Problem to work on — Write out the whole listing, matching it exactly.

Information supplied —
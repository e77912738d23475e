use anyhow::{Context, Result};
use argon2::{
    Algorithm, Argon2, Params, Version,
    password_hash::{PasswordHash, PasswordHasher, PasswordVerifier, SaltString, rand_core::OsRng},
};
use chrono::{DateTime, Utc};
use sea_orm::{ActiveModelTrait, ColumnTrait, DatabaseConnection, EntityTrait, QueryFilter, Set};
use tokio::task;

use crate::config::SecurityConfig;
use crate::domain::UserId;
use crate::entities::users;

/// User data returned from repository (without sensitive password hash)
#[derive(Debug, Clone)]
pub struct User {
    pub id: UserId,
    pub email: String,
    pub api_key: String,
    pub is_admin: bool,
    pub created_at: DateTime<Utc>,
    pub updated_at: DateTime<Utc>,
}

impl From<users::Model> for User {
    fn from(model: users::Model) -> Self {
        Self {
            id: UserId::new(model.id),
            email: model.email,
            api_key: model.api_key,
            is_admin: model.is_admin,
            created_at: model.created_at,
            updated_at: model.updated_at,
        }
    }
}

pub struct UserRepository {
    conn: DatabaseConnection,
}

impl UserRepository {
    #[must_use]
    pub const fn new(conn: DatabaseConnection) -> Self {
        Self { conn }
    }

    pub async fn get_by_email(&self, email: &str) -> Result<Option<User>> {
        let user = users::Entity::find()
            .filter(users::Column::Email.eq(normalize_email(email)))
            .one(&self.conn)
            .await
            .context("Failed to query user by email")?;

        Ok(user.map(User::from))
    }

    pub async fn get_by_id(&self, id: UserId) -> Result<Option<User>> {
        let user = users::Entity::find_by_id(id.value())
            .one(&self.conn)
            .await
            .context("Failed to query user by ID")?;

        Ok(user.map(User::from))
    }

    /// Creates a user with a fresh API key.
    /// Hashing runs in `spawn_blocking`; Argon2 would otherwise stall the runtime.
    pub async fn create(
        &self,
        email: &str,
        password: &str,
        is_admin: bool,
        config: &SecurityConfig,
    ) -> Result<User> {
        let password = password.to_string();
        let config = config.clone();
        let password_hash = task::spawn_blocking(move || hash_password(&password, Some(&config)))
            .await
            .context("Password hashing task panicked")??;

        let now = Utc::now();
        let active = users::ActiveModel {
            email: Set(normalize_email(email)),
            password_hash: Set(password_hash),
            api_key: Set(generate_api_key()),
            is_admin: Set(is_admin),
            created_at: Set(now),
            updated_at: Set(now),
            ..Default::default()
        };

        let model = active
            .insert(&self.conn)
            .await
            .context("Failed to insert user")?;

        Ok(User::from(model))
    }

    /// Verify password for a user
    pub async fn verify_password(&self, email: &str, password: &str) -> Result<Option<User>> {
        let user = users::Entity::find()
            .filter(users::Column::Email.eq(normalize_email(email)))
            .one(&self.conn)
            .await
            .context("Failed to query user for password verification")?;

        let Some(user) = user else {
            return Ok(None);
        };

        let password_hash = user.password_hash.clone();
        let password = password.to_string();

        let is_valid = task::spawn_blocking(move || {
            let parsed_hash = PasswordHash::new(&password_hash)
                .map_err(|e| anyhow::anyhow!("Invalid password hash format: {e}"))?;

            let argon2 = Argon2::default();
            Ok::<bool, anyhow::Error>(
                argon2
                    .verify_password(password.as_bytes(), &parsed_hash)
                    .is_ok(),
            )
        })
        .await
        .context("Password verification task panicked")??;

        Ok(is_valid.then(|| User::from(user)))
    }

    /// Verify API key and return the associated user
    pub async fn verify_api_key(&self, api_key: &str) -> Result<Option<User>> {
        let user = users::Entity::find()
            .filter(users::Column::ApiKey.eq(api_key))
            .one(&self.conn)
            .await
            .context("Failed to query user by API key")?;

        Ok(user.map(User::from))
    }

    pub async fn set_admin(&self, id: UserId, is_admin: bool) -> Result<()> {
        let user = users::Entity::find_by_id(id.value())
            .one(&self.conn)
            .await
            .context("Failed to query user for admin update")?
            .ok_or_else(|| anyhow::anyhow!("User not found: {id}"))?;

        let mut active: users::ActiveModel = user.into();
        active.is_admin = Set(is_admin);
        active.updated_at = Set(Utc::now());
        active.update(&self.conn).await?;

        Ok(())
    }

    /// Regenerate API key for a user
    pub async fn regenerate_api_key(&self, id: UserId) -> Result<String> {
        let user = users::Entity::find_by_id(id.value())
            .one(&self.conn)
            .await
            .context("Failed to query user for API key regeneration")?
            .ok_or_else(|| anyhow::anyhow!("User not found: {id}"))?;

        let new_api_key = generate_api_key();

        let mut active: users::ActiveModel = user.into();
        active.api_key = Set(new_api_key.clone());
        active.updated_at = Set(Utc::now());
        active.update(&self.conn).await?;

        Ok(new_api_key)
    }
}

#[must_use]
pub fn normalize_email(email: &str) -> String {
    email.trim().to_lowercase()
}

/// Hash a password using Argon2id with optional custom params.
/// If config is None, uses default Argon2 params.
pub fn hash_password(password: &str, config: Option<&SecurityConfig>) -> Result<String> {
    let salt = SaltString::generate(&mut OsRng);

    let argon2 = if let Some(cfg) = config {
        let params = Params::new(
            cfg.argon2_memory_cost_kib,
            cfg.argon2_time_cost,
            cfg.argon2_parallelism,
            None,
        )
        .map_err(|e| anyhow::anyhow!("Invalid Argon2 params: {e}"))?;
        Argon2::new(Algorithm::Argon2id, Version::V0x13, params)
    } else {
        Argon2::default()
    };

    let hash = argon2
        .hash_password(password.as_bytes(), &salt)
        .map_err(|e| anyhow::anyhow!("Failed to hash password: {e}"))?;

    Ok(hash.to_string())
}

/// Generate a random API key (64 character hex string)
#[must_use]
pub fn generate_api_key() -> String {
    use rand::Rng;

    let bytes: [u8; 32] = rand::rng().random();
    hex::encode(bytes)
}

Reply —
repository e77912738d23475e
use anyhow::{Context, Result};
use argon2::{
    Algorithm, Argon2, Params, Version,
    password_hash::{PasswordHash, PasswordHasher, PasswordVerifier, SaltString, rand_core::OsRng},
};
use chrono::{DateTime, Utc};
use sea_orm::{ActiveModelTrait, ColumnTrait, DatabaseConnection, EntityTrait, QueryFilter, Set};
use tokio::task;

use crate::config::SecurityConfig;
use crate::domain::UserId;
use crate::entities::users;

/// User data returned from repository (without sensitive password hash)
#[derive(Debug, Clone)]
pub struct User {
    pub id: UserId,
    pub email: String,
    pub api_key: String,
    pub is_admin: bool,
    pub created_at: DateTime<Utc>,
    pub updated_at: DateTime<Utc>,
}

impl From<users::Model> for User {
    fn from(model: users::Model) -> Self {
        Self {
            id: UserId::new(model.id),
            email: model.email,
            api_key: model.api_key,
            is_admin: model.is_admin,
            created_at: model.created_at,
            updated_at: model.updated_at,
        }
    }
}

pub struct UserRepository {
    conn: DatabaseConnection,
}

impl UserRepository {
    #[must_use]
    pub const fn new(conn: DatabaseConnection) -> Self {
        Self { conn }
    }

    pub async fn get_by_email(&self, email: &str) -> Result<Option<User>> {
        let user = users::Entity::find()
            .filter(users::Column::Email.eq(normalize_email(email)))
            .one(&self.conn)
            .await
            .context("Failed to query user by email")?;

        Ok(user.map(User::from))
    }

    pub async fn get_by_id(&self, id: UserId) -> Result<Option<User>> {
        let user = users::Entity::find_by_id(id.value())
            .one(&self.conn)
            .await
            .context("Failed to query user by ID")?;

        Ok(user.map(User::from))
    }

    /// Creates a user with a fresh API key.
    /// Hashing runs in `spawn_blocking`; Argon2 would otherwise stall the runtime.
    pub async fn create(
        &self,
        email: &str,
        password: &str,
        is_admin: bool,
        config: &SecurityConfig,
    ) -> Result<User> {
        let password = password.to_string();
        let config = config.clone();
        let password_hash = task::spawn_blocking(move || hash_password(&password, Some(&config)))
            .await
            .context("Password hashing task panicked")??;

        let now = Utc::now();
        let active = users::ActiveModel {
            email: Set(normalize_email(email)),
            password_hash: Set(password_hash),
            api_key: Set(generate_api_key()),
            is_admin: Set(is_admin),
            created_at: Set(now),
            updated_at: Set(now),
            ..Default::default()
        };

        let model = active
            .insert(&self.conn)
            .await
            .context("Failed to insert user")?;

        Ok(User::from(model))
    }

    /// Verify password for a user
    pub async fn verify_password(&self, email: &str, password: &str) -> Result<Option<User>> {
        let user = users::Entity::find()
            .filter(users::Column::Email.eq(normalize_email(email)))
            .one(&self.conn)
            .await
            .context("Failed to query user for password verification")?;

        let Some(user) = user else {
            return Ok(None);
        };

        let password_hash = user.password_hash.clone();
        let password = password.to_string();

        let is_valid = task::spawn_blocking(move || {
            let parsed_hash = PasswordHash::new(&password_hash)
                .map_err(|e| anyhow::anyhow!("Invalid password hash format: {e}"))?;

            let argon2 = Argon2::default();
            Ok::<bool, anyhow::Error>(
                argon2
                    .verify_password(password.as_bytes(), &parsed_hash)
                    .is_ok(),
            )
        })
        .await
        .context("Password verification task panicked")??;

        Ok(is_valid.then(|| User::from(user)))
    }

    /// Verify API key and return the associated user
    pub async fn verify_api_key(&self, api_key: &str) -> Result<Option<User>> {
        let user = users::Entity::find()
            .filter(users::Column::ApiKey.eq(api_key))
            .one(&self.conn)
            .await
            .context("Failed to query user by API key")?;

        Ok(user.map(User::from))
    }

    pub async fn set_admin(&self, id: UserId, is_admin: bool) -> Result<()> {
        let user = users::Entity::find_by_id(id.value())
            .one(&self.conn)
            .await
            .context("Failed to query user for admin update")?
            .ok_or_else(|| anyhow::anyhow!("User not found: {id}"))?;

        let mut active: users::ActiveModel = user.into();
        active.is_admin = Set(is_admin);
        active.updated_at = Set(Utc::now());
        active.update(&self.conn).await?;

        Ok(())
    }

    /// Regenerate API key for a user
    pub async fn regenerate_api_key(&self, id: UserId) -> Result<String> {
        let user = users::Entity::find_by_id(id.value())
            .one(&self.conn)
            .await
            .context("Failed to query user for API key regeneration")?
            .ok_or_else(|| anyhow::anyhow!("User not found: {id}"))?;

        let new_api_key = generate_api_key();

        let mut active: users::ActiveModel = user.into();
        active.api_key = Set(new_api_key.clone());
        active.updated_at = Set(Utc::now());
        active.update(&self.conn).await?;

        Ok(new_api_key)
    }
}

#[must_use]
pub fn normalize_email(email: &str) -> String {
    email.trim().to_lowercase()
}

/// Hash a password using Argon2id with optional custom params.
/// If config is None, uses default Argon2 params.
pub fn hash_password(password: &str, config: Option<&SecurityConfig>) -> Result<String> {
    let salt = SaltString::generate(&mut OsRng);

    let argon2 = if let Some(cfg) = config {
        let params = Params::new(
            cfg.argon2_memory_cost_kib,
            cfg.argon2_time_cost,
            cfg.argon2_parallelism,
            None,
        )
        .map_err(|e| anyhow::anyhow!("Invalid Argon2 params: {e}"))?;
        Argon2::new(Algorithm::Argon2id, Version::V0x13, params)
    } else {
        Argon2::default()
    };

    let hash = argon2
        .hash_password(password.as_bytes(), &salt)
        .map_err(|e| anyhow::anyhow!("Failed to hash password: {e}"))?;

    Ok(hash.to_string())
}

/// Generate a random API key (64 character hex string)
#[must_use]
pub fn generate_api_key() -> String {
    use rand::Rng;

    let bytes: [u8; 32] = rand::rng().random();
    hex::encode(bytes)
}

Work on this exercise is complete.